I know the month is almost over, but here are the fun foodie days left for the rest of this month!!
- January 22: National Blonde Brownie
- January 23: National Pie Day
- January 24: National Peanut Butter
- January 25: National Irish Coffee Day
- January 25: Burns Night
- January 26: National Pistachio Day
- January 27: Chocolate Cake Day
- January 28: National Blueberry
- January 29: National Corn Chip Day
- January 30: National Croissant Day
- January 31: Brandy Alexander Day
Recipe of the Month
SPICY WHOLE ROASTED CAULIFLOWER
Makes 6 servingsStart to Finish: 1 hour
1 tablespoon vegetable oil
1 head cauliflower
1½ cups plain Greek yogurt
1 lime, zested and juiced
2 tablespoons chile powder
1 tablespoon cumin
1 tablespoon garlic powder
1 teaspoon curry powder
2 teaspoons kosher salt
1 teaspoon black pepper
1. Preheat the oven to 400° and lightly grease a small baking sheet with vegetable oil. Set aside.
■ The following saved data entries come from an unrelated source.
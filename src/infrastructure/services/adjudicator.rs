//! Grounded claim decisions over retrieved evidence

use std::sync::Arc;

use serde_json::Value;
use tracing::{debug, warn};

use super::completion::{complete, CompletionError, CompletionSettings};
use super::prompts::adjudication_prompt;
use crate::domain::{
    cite_all, ClauseCitation, Decision, DecisionResult, DomainError, FallbackReason, LlmProvider,
    ScoredClause, StageOutcome, StructuredQuery,
};
use crate::infrastructure::llm::output::parse_leading_object;
use crate::infrastructure::observability::record_stage_fallback;

const STAGE: &str = "adjudication";

/// Asks the model for a decision and repairs or replaces what comes back
#[derive(Debug, Clone)]
pub struct Adjudicator {
    provider: Arc<dyn LlmProvider>,
    settings: CompletionSettings,
}

impl Adjudicator {
    pub fn new(provider: Arc<dyn LlmProvider>, settings: CompletionSettings) -> Self {
        Self { provider, settings }
    }

    /// Decide the claim described by `query` from `evidence`.
    ///
    /// Malformed completions and timeouts produce the synthetic Pending
    /// decision. Provider errors propagate.
    pub async fn adjudicate(
        &self,
        query: &StructuredQuery,
        evidence: &[ScoredClause],
    ) -> Result<StageOutcome<DecisionResult>, DomainError> {
        let prompt = adjudication_prompt(query, evidence);

        let outcome = match complete(self.provider.as_ref(), &self.settings, prompt).await {
            Ok(text) => parse_decision(&text, query, evidence),
            Err(CompletionError::Timeout(_)) => {
                StageOutcome::fallback(unparsable(query, evidence), FallbackReason::Timeout)
            }
            Err(CompletionError::Provider(e)) => return Err(e),
        };

        match outcome.reason() {
            Some(reason) => {
                warn!(stage = STAGE, reason = %reason, "Using synthetic pending decision");
                record_stage_fallback(STAGE, reason.kind());
            }
            None => debug!(
                status = %outcome.value().decision.status,
                clauses = outcome.value().clauses_used.len(),
                "Decision parsed"
            ),
        }

        Ok(outcome)
    }
}

fn unparsable(query: &StructuredQuery, evidence: &[ScoredClause]) -> DecisionResult {
    DecisionResult {
        parsed_query: query.clone(),
        decision: Decision::unparsable(),
        clauses_used: cite_all(evidence),
    }
}

fn parse_decision(
    text: &str,
    query: &StructuredQuery,
    evidence: &[ScoredClause],
) -> StageOutcome<DecisionResult> {
    let malformed = |detail: String| {
        StageOutcome::fallback(
            unparsable(query, evidence),
            FallbackReason::MalformedOutput(detail),
        )
    };

    let value = match parse_leading_object(text) {
        Ok(value) => value,
        Err(e) => return malformed(e.to_string()),
    };

    let decision = match Decision::from_json(value.get("decision").unwrap_or(&Value::Null)) {
        Ok(decision) => decision,
        Err(e) => return malformed(e.to_string()),
    };

    let mut clauses_used: Vec<ClauseCitation> = value
        .get("clauses_used")
        .and_then(Value::as_array)
        .map(|items| items.iter().filter_map(ClauseCitation::from_json).collect())
        .unwrap_or_default();

    if clauses_used.is_empty() {
        clauses_used = cite_all(evidence);
    }

    StageOutcome::Parsed(DecisionResult {
        parsed_query: query.clone(),
        decision,
        clauses_used,
    })
}
//! Tracing subscriber setup

use tracing_subscriber::{
    fmt::{self, format::FmtSpan},
    layer::SubscriberExt,
    util::SubscriberInitExt,
    EnvFilter,
};

use crate::config::{LogFormat, LoggingConfig};

/// Install the global subscriber. `RUST_LOG` takes precedence over the
/// configured level.
pub fn init_logging(config: &LoggingConfig) {
    let filter = EnvFilter::try_from_default_env()
        .unwrap_or_else(|_| EnvFilter::new(&config.level));

    match config.format {
        LogFormat::Json => {
            tracing_subscriber::registry()
                .with(filter)
                .with(
                    fmt::layer()
                        .json()
                        .with_current_span(true)
                        .with_span_events(FmtSpan::CLOSE),
                )
                .init();
        }
        LogFormat::Pretty => {
            tracing_subscriber::registry()
                .with(filter)
                .with(
                    fmt::layer()
                        .pretty()
                        .with_target(true)
                        .with_span_events(FmtSpan::CLOSE),
                )
                .init();
        }
    }

    tracing::info!(level = %config.level, format = ?config.format, "Logging initialized");
}

/// Install a compact subscriber on stderr, keeping stdout for command output
pub fn init_cli_logging(config: &LoggingConfig) {
    let filter = EnvFilter::try_from_default_env()
        .unwrap_or_else(|_| EnvFilter::new(&config.level));

    tracing_subscriber::registry()
        .with(filter)
        .with(fmt::layer().compact().with_writer(std::io::stderr))
        .init();
}
//! API layer - HTTP endpoints

pub mod health;
pub mod router;
pub mod state;
pub mod types;
pub mod v1;

pub use router::{create_router_with_extras, create_router_with_state, RouterExtras};
pub use state::{AppState, QueryServiceTrait};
2. Trim the base of the cauliflower to remove any green leaves and the woody stem.
3. In a medium bowl, combine the yogurt with the lime zest and juice, chile powder, cumin, garlic powder, curry powder, salt and pepper.
4. Dunk the cauliflower into the bowl and use a brush or your hands to smear the marinade evenly over its surface. (Excess marinade can be stored in the refrigerator in an airtight container for up to three days and used with meat, fish or other veggies.)
5. Place the cauliflower on the prepared baking sheet and roast until the surface is dry and lightly browned, 30 to 40 minutes. The marinade will make a crust on the surface of the cauliflower.
6. Let the cauliflower cool for 10 minutes before cutting it into wedges and serving alongside a big green salad.